## Task brief
Lines in the records below that contain the word "entities" must each be copied.

Records to process: Begin

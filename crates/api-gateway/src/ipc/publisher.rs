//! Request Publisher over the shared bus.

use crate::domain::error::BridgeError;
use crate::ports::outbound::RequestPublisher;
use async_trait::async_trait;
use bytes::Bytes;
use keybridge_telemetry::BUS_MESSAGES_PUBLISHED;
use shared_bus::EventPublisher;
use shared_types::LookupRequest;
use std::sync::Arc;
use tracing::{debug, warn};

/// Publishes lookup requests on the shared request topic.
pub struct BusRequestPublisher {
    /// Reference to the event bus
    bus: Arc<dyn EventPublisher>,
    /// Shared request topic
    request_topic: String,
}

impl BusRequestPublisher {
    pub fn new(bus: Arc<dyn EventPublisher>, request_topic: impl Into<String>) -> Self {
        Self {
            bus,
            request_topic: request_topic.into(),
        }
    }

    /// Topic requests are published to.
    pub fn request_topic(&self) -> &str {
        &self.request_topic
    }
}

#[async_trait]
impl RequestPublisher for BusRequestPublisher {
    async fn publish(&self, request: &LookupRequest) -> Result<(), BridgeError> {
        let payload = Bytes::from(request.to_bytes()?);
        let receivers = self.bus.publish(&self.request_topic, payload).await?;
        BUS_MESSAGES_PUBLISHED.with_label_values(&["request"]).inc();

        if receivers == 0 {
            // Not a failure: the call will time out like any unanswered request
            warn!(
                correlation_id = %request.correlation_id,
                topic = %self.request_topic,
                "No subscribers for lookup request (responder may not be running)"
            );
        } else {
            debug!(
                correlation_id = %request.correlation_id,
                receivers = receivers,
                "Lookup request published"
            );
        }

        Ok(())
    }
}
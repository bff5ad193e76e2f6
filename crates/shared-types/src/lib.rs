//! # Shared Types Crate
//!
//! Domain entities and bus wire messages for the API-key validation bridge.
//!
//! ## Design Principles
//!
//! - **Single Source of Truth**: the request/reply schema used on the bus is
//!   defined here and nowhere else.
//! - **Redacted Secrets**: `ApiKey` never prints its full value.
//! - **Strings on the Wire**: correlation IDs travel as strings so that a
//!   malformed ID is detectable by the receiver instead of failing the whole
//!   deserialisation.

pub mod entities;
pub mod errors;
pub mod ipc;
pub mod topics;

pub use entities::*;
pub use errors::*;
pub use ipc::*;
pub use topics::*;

Records to process: End

## Expected output
//! Domain entities and bus wire messages for the API-key validation bridge.
pub mod entities;
pub use entities::*;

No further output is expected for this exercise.